SentinelOne sees multiple threat groups adopting the leaked Babuk source code to build their own VMware ESXi lockers.

Cybersecurity firm SentinelOne warns of an increase in the number of new ransomware families designed to target VMware ESXi that are based on the leaked Babuk source code.

Targeting both Windows and Linux systems, the Babuk ransomware family was initially detailed in January 2021 and was used in attacks against numerous organizations.

In September 2021, the malware’s source code was leaked online by one of its operators, which allowed security researchers to release a free decryption tool for it roughly two months later.

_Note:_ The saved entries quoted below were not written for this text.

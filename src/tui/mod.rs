//! Terminal User Interface for tv-browser using ratatui.
//!
//! This module draws the [`PageView`](crate::view::PageView) built by the
//! controller and turns key presses into [`Action`]s.

mod render;
mod state;
mod types;

pub use render::draw;
pub use state::App;
pub use types::{Action, Overlay};

use crossterm::event::{self, Event};
use std::io;
use std::time::Duration;

/// Poll for keyboard events with a timeout.
pub fn poll_event(timeout: Duration) -> io::Result<Option<Event>> {
    if event::poll(timeout)? {
        Ok(Some(event::read()?))
    } else {
        Ok(None)
    }
}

The leaked source code has been used to create new ransomware variants, including RTM Locker and Rook, and was also used in the Rorschach ransomware. Both RTM Locker and Rorschach (aka BabLock) target ESXi servers too.

Over the past year, SentinelOne says in a new technical report, the source code was used to create at least 10 ransomware families specifically targeting VMware ESXi servers.

Other smaller ESXi ransomware operations also adopted the code, including House’s Mario, Play, Cylance (unrelated to the security firm with the same name), Dataf Locker, Lock4, and XVGV.

Infamous ransomware gangs such as Alphv/BlackCat, Black Basta, Conti, Lockbit, and REvil have been observed targeting ESXi deployments as well.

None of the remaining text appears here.